The 405 to Tel Aviv arrived immediately. Some days, there are no seats to be had, which means I have to spend the forty minute journey standing. This time, though, the signs were good. A Haredi man on the front seat was sat next to his hat: if the front seat is vacant, there are sure to be seats further back. I ventured forth, eyeing a number of possible places to sit, turn on my iPod, and take my late afternoon nap. I make this decision on the basis of the size of the person who will be sitting next to me; having found a suitably small teenager, I took my place at the penultimate row.

The music is Screamadelica by Primal Scream; I am soon drifting off. Then there is a whiff, a hint of a smell. Cigarette smoke, a smell so recogniseable it has lost all potential meaning, no chance for it to be the smell that will resurrect people’s memories.

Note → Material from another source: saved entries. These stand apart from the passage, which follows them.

use crate::{AbxError, Result};
use crate::{INTERNED_STRING_NEW_MARKER, MAX_UNSIGNED_SHORT};
use byteorder::{BigEndian, WriteBytesExt};
use std::collections::HashMap;
use std::io::{ErrorKind, Read, Write};

/// Fast data input reader for binary ABX format.
///
/// Provides typed big-endian primitives over any byte source plus a one-byte
/// lookahead used by the deserializer's attribute sub-loop. The lookahead
/// replaces positional seeking so that non-seekable sources (pipes, stdin)
/// work unmodified.
#[derive(Debug)]
pub struct FastDataInput<R: Read> {
    reader: R,
    interned_strings: Vec<String>,
    peeked_byte: Option<u8>,
}

impl<R: Read> FastDataInput<R> {
    /// Create a new FastDataInput reader
    pub fn new(reader: R) -> Self {
        Self {
            reader,
            interned_strings: Vec::new(),
            peeked_byte: None,
        }
    }

    fn fill(&mut self, buf: &mut [u8], what: &'static str) -> Result<()> {
        self.reader.read_exact(buf).map_err(|e| {
            if e.kind() == ErrorKind::UnexpectedEof {
                AbxError::UnexpectedEof(what)
            } else {
                AbxError::Io(e)
            }
        })
    }

    /// Read a single byte
    pub fn read_byte(&mut self) -> Result<u8> {
        if let Some(byte) = self.peeked_byte.take() {
            return Ok(byte);
        }
        let mut buf = [0u8; 1];
        self.fill(&mut buf, "byte")?;
        Ok(buf[0])
    }

    /// Peek the next byte without consuming it
    pub fn peek_byte(&mut self) -> Result<u8> {
        if let Some(byte) = self.peeked_byte {
            return Ok(byte);
        }
        let byte = self.read_byte()?;
        self.peeked_byte = Some(byte);
        Ok(byte)
    }

    // Multi-byte reads splice in the pending lookahead byte, if any.
    fn fill_spliced(&mut self, buf: &mut [u8], what: &'static str) -> Result<()> {
        let start = if let Some(byte) = self.peeked_byte.take() {
            buf[0] = byte;
            1
        } else {
            0
        };
        self.reader.read_exact(&mut buf[start..]).map_err(|e| {
            if e.kind() == ErrorKind::UnexpectedEof {
                AbxError::UnexpectedEof(what)
            } else {
                AbxError::Io(e)
            }
        })
    }

    /// Read a 16-bit unsigned integer (big-endian)
    pub fn read_short(&mut self) -> Result<u16> {
        let mut buf = [0u8; 2];
        self.fill_spliced(&mut buf, "short")?;
        Ok(u16::from_be_bytes(buf))
    }

    /// Read a 32-bit signed integer (big-endian)
    pub fn read_int(&mut self) -> Result<i32> {
        let mut buf = [0u8; 4];
        self.fill_spliced(&mut buf, "int")?;
        Ok(i32::from_be_bytes(buf))
    }

    /// Read a 64-bit signed integer (big-endian)
    pub fn read_long(&mut self) -> Result<i64> {
        let mut buf = [0u8; 8];
        self.fill_spliced(&mut buf, "long")?;
        Ok(i64::from_be_bytes(buf))
    }

    /// Read a 32-bit float from its raw big-endian bits
    pub fn read_float(&mut self) -> Result<f32> {
        let bits = self.read_int()? as u32;
        Ok(f32::from_bits(bits))
    }

    /// Read a 64-bit double from its raw big-endian bits
    pub fn read_double(&mut self) -> Result<f64> {
        let bits = self.read_long()? as u64;
        Ok(f64::from_bits(bits))
    }

    /// Read a length-prefixed UTF-8 string
    pub fn read_utf(&mut self) -> Result<String> {
        let length = self.read_short()?;
        let buffer = self.read_bytes(length)?;
        String::from_utf8(buffer)
            .map_err(|_| AbxError::ParseError("invalid UTF-8 in string payload".to_string()))
    }

    /// Read an interned string reference.
    ///
    /// The sentinel `0xFFFF` introduces a new raw string, which is appended
    /// to the pool; any other value indexes an existing pool entry.
    pub fn read_interned_utf(&mut self) -> Result<String> {
        let index = self.read_short()?;
        if index == INTERNED_STRING_NEW_MARKER {
            let string = self.read_utf()?;
            self.interned_strings.push(string.clone());
            Ok(string)
        } else {
            self.interned_strings
                .get(index as usize)
                .cloned()
                .ok_or(AbxError::InvalidInternedStringIndex(index))
        }
    }

    /// Read a byte array of specified length
    pub fn read_bytes(&mut self, length: u16) -> Result<Vec<u8>> {
        let mut data = vec![0u8; length as usize];
        if !data.is_empty() {
            self.fill_spliced(&mut data, "bytes")?;
        }
        Ok(data)
    }

    /// Get the interned strings table (for debugging)
    pub fn interned_strings(&self) -> &[String] {
        &self.interned_strings
    }
}

/// Fast data output writer for binary ABX format.
///
/// The dual of [`FastDataInput`]: typed big-endian primitives over any byte
/// sink, plus the write-side string pool. The pool keeps both a lookup map
/// and the insertion-order list so the indices it hands out mirror exactly
/// what a reader will reconstruct.
pub struct FastDataOutput<W: Write> {
    writer: W,
    string_pool: HashMap<String, u16>,
    interned_strings: Vec<String>,
}

impl<W: Write> FastDataOutput<W> {
    /// Create a new FastDataOutput writer
    pub fn new(writer: W) -> Self {
        Self {
            writer,
            string_pool: HashMap::new(),
            interned_strings: Vec::new(),
        }
    }

    /// Write a single byte
    pub fn write_byte(&mut self, value: u8) -> Result<()> {
        self.writer.write_u8(value)?;
        Ok(())
    }

    /// Write a 16-bit unsigned integer (big-endian)
    pub fn write_short(&mut self, value: u16) -> Result<()> {
        self.writer.write_u16::<BigEndian>(value)?;
        Ok(())
    }

    /// Write a 32-bit signed integer (big-endian)
    pub fn write_int(&mut self, value: i32) -> Result<()> {
        self.writer.write_i32::<BigEndian>(value)?;
        Ok(())
    }

    /// Write a 64-bit signed integer (big-endian)
    pub fn write_long(&mut self, value: i64) -> Result<()> {
        self.writer.write_i64::<BigEndian>(value)?;
        Ok(())
    }

    /// Write a 32-bit float as its raw big-endian bits
    pub fn write_float(&mut self, value: f32) -> Result<()> {
        self.writer.write_f32::<BigEndian>(value)?;
        Ok(())
    }

    /// Write a 64-bit double as its raw big-endian bits
    pub fn write_double(&mut self, value: f64) -> Result<()> {
        self.writer.write_f64::<BigEndian>(value)?;
        Ok(())
    }

    /// Write a length-prefixed UTF-8 string (max 65535 bytes)
    pub fn write_utf(&mut self, s: &str) -> Result<()> {
        let bytes = s.as_bytes();
        if bytes.len() > MAX_UNSIGNED_SHORT {
            return Err(AbxError::StringTooLong(bytes.len(), MAX_UNSIGNED_SHORT));
        }
        self.write_short(bytes.len() as u16)?;
        self.writer.write_all(bytes)?;
        Ok(())
    }

    /// Write an interned string reference.
    ///
    /// First sight writes the `0xFFFF` sentinel followed by the raw string
    /// and assigns the next pool index; later occurrences write the index.
    pub fn write_interned_utf(&mut self, s: &str) -> Result<()> {
        if let Some(&index) = self.string_pool.get(s) {
            self.write_short(index)?;
        } else {
            // Index 0xFFFF is the sentinel, so the pool caps at 65535 entries.
            if self.interned_strings.len() >= MAX_UNSIGNED_SHORT {
                return Err(AbxError::PoolOverflow(self.interned_strings.len()));
            }
            self.write_short(INTERNED_STRING_NEW_MARKER)?;
            self.write_utf(s)?;
            let index = self.interned_strings.len() as u16;
            self.string_pool.insert(s.to_string(), index);
            self.interned_strings.push(s.to_string());
        }
        Ok(())
    }

    /// Write raw bytes without a length prefix
    pub fn write_bytes(&mut self, data: &[u8]) -> Result<()> {
        self.writer.write_all(data)?;
        Ok(())
    }

    /// Flush the underlying sink
    pub fn flush(&mut self) -> Result<()> {
        self.writer.flush()?;
        Ok(())
    }

    /// Number of distinct strings interned so far
    pub fn pool_len(&self) -> usize {
        self.interned_strings.len()
    }
}

/// XML entity encoder for safe XML output
pub fn encode_xml_entities(text: &str) -> std::borrow::Cow<'_, str> {
    if !text
        .bytes()
        .any(|b| matches!(b, b'&' | b'<' | b'>' | b'"' | b'\''))
    {
        return std::borrow::Cow::Borrowed(text);
    }

    let mut result = String::with_capacity(text.len() + 16);
    for ch in text.chars() {
        match ch {
            '&' => result.push_str("&amp;"),
            '<' => result.push_str("&lt;"),
            '>' => result.push_str("&gt;"),
            '"' => result.push_str("&quot;"),
            '\'' => result.push_str("&apos;"),
            _ => result.push(ch),
        }
    }
    std::borrow::Cow::Owned(result)
}

#[cfg(test)]
mod tests {
    use super::*;
    use std::io::Cursor;

    #[test]
    fn primitives_round_trip_big_endian() {
        let mut buf = Vec::new();
        {
            let mut out = FastDataOutput::new(&mut buf);
            out.write_byte(0x7F).unwrap();
            out.write_short(0xBEEF).unwrap();
            out.write_int(-2).unwrap();
            out.write_long(i64::MIN).unwrap();
            out.write_float(3.14).unwrap();
            out.write_double(-0.5).unwrap();
        }
        // Big-endian on the wire
        assert_eq!(&buf[1..3], &[0xBE, 0xEF]);
        assert_eq!(&buf[3..7], &[0xFF, 0xFF, 0xFF, 0xFE]);

        let mut input = FastDataInput::new(Cursor::new(buf));
        assert_eq!(input.read_byte().unwrap(), 0x7F);
        assert_eq!(input.read_short().unwrap(), 0xBEEF);
        assert_eq!(input.read_int().unwrap(), -2);
        assert_eq!(input.read_long().unwrap(), i64::MIN);
        assert_eq!(input.read_float().unwrap(), 3.14);
        assert_eq!(input.read_double().unwrap(), -0.5);
    }

    #[test]
    fn peek_does_not_consume() {
        let mut input = FastDataInput::new(Cursor::new(vec![0xAB, 0xCD]));
        assert_eq!(input.peek_byte().unwrap(), 0xAB);
        assert_eq!(input.peek_byte().unwrap(), 0xAB);
        assert_eq!(input.read_byte().unwrap(), 0xAB);
        assert_eq!(input.read_byte().unwrap(), 0xCD);
    }

    #[test]
    fn peeked_byte_splices_into_multibyte_reads() {
        let mut input = FastDataInput::new(Cursor::new(vec![0x12, 0x34, 0x56, 0x78]));
        assert_eq!(input.peek_byte().unwrap(), 0x12);
        assert_eq!(input.read_int().unwrap(), 0x12345678);
    }

    #[test]
    fn utf_round_trip() {
        let mut buf = Vec::new();
        FastDataOutput::new(&mut buf).write_utf("héllo wörld").unwrap();
        let mut input = FastDataInput::new(Cursor::new(buf));
        assert_eq!(input.read_utf().unwrap(), "héllo wörld");
    }

    #[test]
    fn utf_rejects_oversized_string() {
        let long = "x".repeat(MAX_UNSIGNED_SHORT + 1);
        let err = FastDataOutput::new(Vec::new()).write_utf(&long).unwrap_err();
        assert!(matches!(err, AbxError::StringTooLong(65536, 65535)));
    }

    #[test]
    fn utf_accepts_max_length_string() {
        let exact = "x".repeat(MAX_UNSIGNED_SHORT);
        let mut buf = Vec::new();
        FastDataOutput::new(&mut buf).write_utf(&exact).unwrap();
        assert_eq!(buf.len(), 2 + MAX_UNSIGNED_SHORT);
    }

    #[test]
    fn interning_first_sight_then_index() {
        let mut buf = Vec::new();
        {
            let mut out = FastDataOutput::new(&mut buf);
            out.write_interned_utf("tag").unwrap();
            out.write_interned_utf("other").unwrap();
            out.write_interned_utf("tag").unwrap();
        }
        // FFFF + len + "tag", FFFF + len + "other", then index 0
        assert_eq!(&buf[0..2], &[0xFF, 0xFF]);
        assert_eq!(&buf[buf.len() - 2..], &[0x00, 0x00]);

        let mut input = FastDataInput::new(Cursor::new(buf));
        assert_eq!(input.read_interned_utf().unwrap(), "tag");
        assert_eq!(input.read_interned_utf().unwrap(), "other");
        assert_eq!(input.read_interned_utf().unwrap(), "tag");
        assert_eq!(input.interned_strings(), ["tag", "other"]);
    }

    #[test]
    fn interned_index_out_of_range() {
        let mut input = FastDataInput::new(Cursor::new(vec![0xFF, 0xFE]));
        let err = input.read_interned_utf().unwrap_err();
        assert!(matches!(err, AbxError::InvalidInternedStringIndex(0xFFFE)));
    }

    #[test]
    fn pool_rejects_entry_65536() {
        let mut out = FastDataOutput::new(std::io::sink());
        for i in 0..MAX_UNSIGNED_SHORT {
            out.write_interned_utf(&i.to_string()).unwrap();
        }
        assert_eq!(out.pool_len(), 65535);
        // Re-interning an existing string is still fine
        out.write_interned_utf("0").unwrap();
        let err = out.write_interned_utf("one too many").unwrap_err();
        assert!(matches!(err, AbxError::PoolOverflow(65535)));
    }

    #[test]
    fn short_read_is_unexpected_eof() {
        let mut input = FastDataInput::new(Cursor::new(vec![0x01]));
        let err = input.read_int().unwrap_err();
        assert!(matches!(err, AbxError::UnexpectedEof(_)));
    }

    #[test]
    fn encode_entities_escapes_all_five() {
        assert_eq!(
            encode_xml_entities(r#"5 < 6 & "t" > 'u'"#),
            "5 &lt; 6 &amp; &quot;t&quot; &gt; &apos;u&apos;"
        );
    }

    #[test]
    fn encode_entities_borrows_when_clean() {
        assert!(matches!(
            encode_xml_entities("plain text"),
            std::borrow::Cow::Borrowed(_)
        ));
    }
}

I instinctively turn back, where a middle-aged woman is scrambling to put away a packet of cigarettes. She looks haggard, like she’s just been put through a paper-shredder. She knows that others know that she is the smoker; I can see it by the nervous look in her eyes. 

She has put the cigarettes away though. She’s been gently reprimanded by the man in front of her, the window has been opened, and the air of the foothills has stolen away the stench. We can, I think, return to our thoughts. But then a man steps forward, a bearded, pleasantly rugged man in a hoodie. He is telling her off, informing her of the rules. She is denying the charge. “What, you think you’re my husband?!?” she says, her whimpish voice righteously intoned, her denials brazen. “No I don’t think I’m your husband but…” and there follows a slew of slang which I cannot understand. No matter. Despite being the most self-righteous of anti-smokers, I am tired of this.

Now the bus has pulled over. This happened two days ago, for the bizarre reason that the GPS broke down (what bus driver needs GPS on Route 1?), and all the passengers leapt out of their seats as if they suddenly had the right to mill about by the side of the freeway. Now, though, there was no Israeli stampede. The driver stepped forward, and asked who was guilty of smoking. The woman did not confess; it took everyone else to point the finger at the accused. If they hadn’t, we might never have left. The driver asked her to patiently wait half an hour, until we were in Tel Aviv where she could smoke freely. Then he turned on the engine, pointedly blasting us all with the air-conditioner.

The argument between the old woman and the young man continued for another minute or so; by now my eyes were wide open, letting the coincidence draw its own conclusions.